> [What you have to do]:
Write out every line exactly, from the first line of the records below through the line that contains "use crate::models::token::Token;".

> [Task material]:
=== Section Start ===
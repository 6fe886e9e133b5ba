//! Postgres backend (runtime-checked `sqlx` queries).

use async_trait::async_trait;
use chrono::{DateTime, Utc};
use sqlx::PgPool;

use super::{
    DirectoryStore, EndpointStore, IdentityStore, StoreError, StoreResult, TemplateStore,
    TokenStore,
};
use crate::models::catalog::{Endpoint, EndpointTemplate, NewEndpoint, NewTemplate};
use crate::models::directory::{Tenant, User};
use crate::models::token::Token;

const TEMPLATE_COLUMNS: &str =
    "id, name, service_type, region, public_url, admin_url, internal_url, is_global";
const ENDPOINT_COLUMNS: &str =
    "id, tenant_id, template_id, name, service_type, region, public_url, admin_url, internal_url";

#[derive(Clone)]
pub struct PgStore {
    pool: PgPool,
}

impl PgStore {
    pub async fn connect(database_url: &str) -> anyhow::Result<Self> {
        let pool = PgPool::connect(database_url).await?;
        Ok(Self { pool })
    }

    /// Run pending migrations from the migrations/ directory.
    pub async fn migrate(&self) -> anyhow::Result<()> {
        sqlx::migrate!("./migrations").run(&self.pool).await?;
        Ok(())
    }
}

#[async_trait]
impl TokenStore for PgStore {
    async fn get_token(&self, id: &str) -> StoreResult<Option<Token>> {
        let row = sqlx::query_as::<_, Token>(
            "SELECT id, user_id, tenant_id, issued_at, expires_at, revoked FROM tokens WHERE id = $1",
        )
        .bind(id)
        .fetch_optional(&self.pool)
        .await?;
        Ok(row)
    }

    async fn insert_token(&self, token: Token) -> StoreResult<Token> {
        sqlx::query(
            r#"INSERT INTO tokens (id, user_id, tenant_id, issued_at, expires_at, revoked)
               VALUES ($1, $2, $3, $4, $5, $6)"#,
        )
        .bind(&token.id)
        .bind(&token.user_id)
        .bind(&token.tenant_id)
        .bind(token.issued_at)
        .bind(token.expires_at)
        .bind(token.revoked)
        .execute(&self.pool)
        .await?;
        Ok(token)
    }

    async fn revoke_token(&self, id: &str) -> StoreResult<bool> {
        let result = sqlx::query("UPDATE tokens SET revoked = true WHERE id = $1")
            .bind(id)
            .execute(&self.pool)
            .await?;
        Ok(result.rows_affected() > 0)
    }

    async fn delete_token(&self, id: &str) -> StoreResult<bool> {
        let result = sqlx::query("DELETE FROM tokens WHERE id = $1")
            .bind(id)
            .execute(&self.pool)
            .await?;
        Ok(result.rows_affected() > 0)
    }

    async fn purge_tokens_expired_before(&self, cutoff: DateTime<Utc>) -> StoreResult<u64> {
        let result = sqlx::query("DELETE FROM tokens WHERE expires_at < $1")
            .bind(cutoff)
            .execute(&self.pool)
            .await?;
        Ok(result.rows_affected())
    }
}

#[async_trait]
impl DirectoryStore for PgStore {
    async fn get_tenant(&self, id: &str) -> StoreResult<Option<Tenant>> {
        let row = sqlx::query_as::<_, Tenant>(
            "SELECT id, description, created_at FROM tenants WHERE id = $1",
        )
        .bind(id)
        .fetch_optional(&self.pool)
        .await?;
        Ok(row)
    }

    async fn insert_tenant(&self, tenant: Tenant) -> StoreResult<Tenant> {
        let row = sqlx::query_as::<_, Tenant>(
            r#"INSERT INTO tenants (id, description, created_at)
               VALUES ($1, $2, $3)
               RETURNING id, description, created_at"#,
        )
        .bind(&tenant.id)
        .bind(&tenant.description)
        .bind(tenant.created_at)
        .fetch_one(&self.pool)
        .await?;
        Ok(row)
    }

    async fn delete_tenant(&self, id: &str) -> StoreResult<bool> {
        // endpoints.tenant_id cascades
        let result = sqlx::query("DELETE FROM tenants WHERE id = $1")
            .bind(id)
            .execute(&self.pool)
            .await?;
        Ok(result.rows_affected() > 0)
    }

    async fn get_user(&self, id: &str) -> StoreResult<Option<User>> {
        let row = sqlx::query_as::<_, User>(
            "SELECT id, tenant_id, email, password_hash, enabled FROM users WHERE id = $1",
        )
        .bind(id)
        .fetch_optional(&self.pool)
        .await?;
        Ok(row)
    }

    async fn insert_user(&self, user: User) -> StoreResult<User> {
        sqlx::query(
            r#"INSERT INTO users (id, tenant_id, email, password_hash, enabled)
               VALUES ($1, $2, $3, $4, $5)"#,
        )
        .bind(&user.id)
        .bind(&user.tenant_id)
        .bind(&user.email)
        .bind(&user.password_hash)
        .bind(user.enabled)
        .execute(&self.pool)
        .await?;
        Ok(user)
    }

    async fn delete_user(&self, id: &str) -> StoreResult<bool> {
        // tokens.user_id cascades
        let result = sqlx::query("DELETE FROM users WHERE id = $1")
            .bind(id)
            .execute(&self.pool)
            .await?;
        Ok(result.rows_affected() > 0)
    }

    async fn set_user_enabled(&self, id: &str, enabled: bool) -> StoreResult<Option<User>> {
        let row = sqlx::query_as::<_, User>(
            r#"UPDATE users SET enabled = $2 WHERE id = $1
               RETURNING id, tenant_id, email, password_hash, enabled"#,
        )
        .bind(id)
        .bind(enabled)
        .fetch_optional(&self.pool)
        .await?;
        Ok(row)
    }
}

#[async_trait]
impl TemplateStore for PgStore {
    async fn list_templates(&self) -> StoreResult<Vec<EndpointTemplate>> {
        let rows = sqlx::query_as::<_, EndpointTemplate>(&format!(
            "SELECT {} FROM endpoint_templates ORDER BY id ASC",
            TEMPLATE_COLUMNS
        ))
        .fetch_all(&self.pool)
        .await?;
        Ok(rows)
    }

    async fn get_template(&self, id: i64) -> StoreResult<Option<EndpointTemplate>> {
        let row = sqlx::query_as::<_, EndpointTemplate>(&format!(
            "SELECT {} FROM endpoint_templates WHERE id = $1",
            TEMPLATE_COLUMNS
        ))
        .bind(id)
        .fetch_optional(&self.pool)
        .await?;
        Ok(row)
    }

    async fn insert_template(&self, template: NewTemplate) -> StoreResult<EndpointTemplate> {
        let row = sqlx::query_as::<_, EndpointTemplate>(&format!(
            r#"INSERT INTO endpoint_templates
                   (name, service_type, region, public_url, admin_url, internal_url, is_global)
               VALUES ($1, $2, $3, $4, $5, $6, $7)
               RETURNING {}"#,
            TEMPLATE_COLUMNS
        ))
        .bind(&template.name)
        .bind(&template.service_type)
        .bind(&template.region)
        .bind(&template.public_url)
        .bind(&template.admin_url)
        .bind(&template.internal_url)
        .bind(template.is_global)
        .fetch_one(&self.pool)
        .await?;
        Ok(row)
    }

    async fn update_template(
        &self,
        id: i64,
        template: NewTemplate,
    ) -> StoreResult<Option<EndpointTemplate>> {
        let row = sqlx::query_as::<_, EndpointTemplate>(&format!(
            r#"UPDATE endpoint_templates
               SET name = $2, service_type = $3, region = $4, public_url = $5,
                   admin_url = $6, internal_url = $7, is_global = $8
               WHERE id = $1
               RETURNING {}"#,
            TEMPLATE_COLUMNS
        ))
        .bind(id)
        .bind(&template.name)
        .bind(&template.service_type)
        .bind(&template.region)
        .bind(&template.public_url)
        .bind(&template.admin_url)
        .bind(&template.internal_url)
        .bind(template.is_global)
        .fetch_optional(&self.pool)
        .await?;
        Ok(row)
    }

    async fn delete_template(&self, id: i64) -> StoreResult<bool> {
        let result = sqlx::query("DELETE FROM endpoint_templates WHERE id = $1")
            .bind(id)
            .execute(&self.pool)
            .await?;
        Ok(result.rows_affected() > 0)
    }
}

#[async_trait]
impl EndpointStore for PgStore {
    async fn list_endpoints(&self, tenant_id: &str) -> StoreResult<Vec<Endpoint>> {
        let rows = sqlx::query_as::<_, Endpoint>(&format!(
            "SELECT {} FROM endpoints WHERE tenant_id = $1 ORDER BY id ASC",
            ENDPOINT_COLUMNS
        ))
        .bind(tenant_id)
        .fetch_all(&self.pool)
        .await?;
        Ok(rows)
    }

    async fn insert_endpoint(&self, endpoint: NewEndpoint) -> StoreResult<Endpoint> {
        // The EXISTS guard and the tenant foreign key make the insert fail
        // cleanly if the tenant is gone.
        let row = sqlx::query_as::<_, Endpoint>(&format!(
            r#"INSERT INTO endpoints
                   (tenant_id, template_id, name, service_type, region,
                    public_url, admin_url, internal_url)
               SELECT $1, $2, $3, $4, $5, $6, $7, $8
               WHERE EXISTS (SELECT 1 FROM tenants WHERE id = $1)
               RETURNING {}"#,
            ENDPOINT_COLUMNS
        ))
        .bind(&endpoint.tenant_id)
        .bind(endpoint.template_id)
        .bind(&endpoint.name)
        .bind(&endpoint.service_type)
        .bind(&endpoint.region)
        .bind(&endpoint.public_url)
        .bind(&endpoint.admin_url)
        .bind(&endpoint.internal_url)
        .fetch_optional(&self.pool)
        .await
        .map_err(|e| match e {
            sqlx::Error::Database(ref db) if db.is_foreign_key_violation() => {
                StoreError::NotFound(format!("tenant {}", endpoint.tenant_id))
            }
            other => other.into(),
        })?;

        row.ok_or_else(|| StoreError::NotFound(format!("tenant {}", endpoint.tenant_id)))
    }

    async fn delete_endpoint(&self, tenant_id: &str, id: i64) -> StoreResult<bool> {
        let result = sqlx::query("DELETE FROM endpoints WHERE id = $1 AND tenant_id = $2")
            .bind(id)
            .bind(tenant_id)
            .execute(&self.pool)
            .await?;
        Ok(result.rows_affected() > 0)
    }
}

#[async_trait]
impl IdentityStore for PgStore {
    async fn health_check(&self) -> StoreResult<()> {
        sqlx::query("SELECT 1")
            .execute(&self.pool)
            .await
            .map_err(|e| StoreError::Unavailable(e.to_string()))?;
        Ok(())
    }

    fn is_durable(&self) -> bool {
        true
    }

    fn backend_name(&self) -> &'static str {
        "postgres"
    }
}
=== Section End ===
> [Solution for this exercise]:
repository 6fe886e9e133b5ba
//! Postgres backend (runtime-checked `sqlx` queries).

use async_trait::async_trait;
use chrono::{DateTime, Utc};
use sqlx::PgPool;

use super::{
    DirectoryStore, EndpointStore, IdentityStore, StoreError, StoreResult, TemplateStore,
    TokenStore,
};
use crate::models::catalog::{Endpoint, EndpointTemplate, NewEndpoint, NewTemplate};
use crate::models::directory::{Tenant, User};
use crate::models::token::Token;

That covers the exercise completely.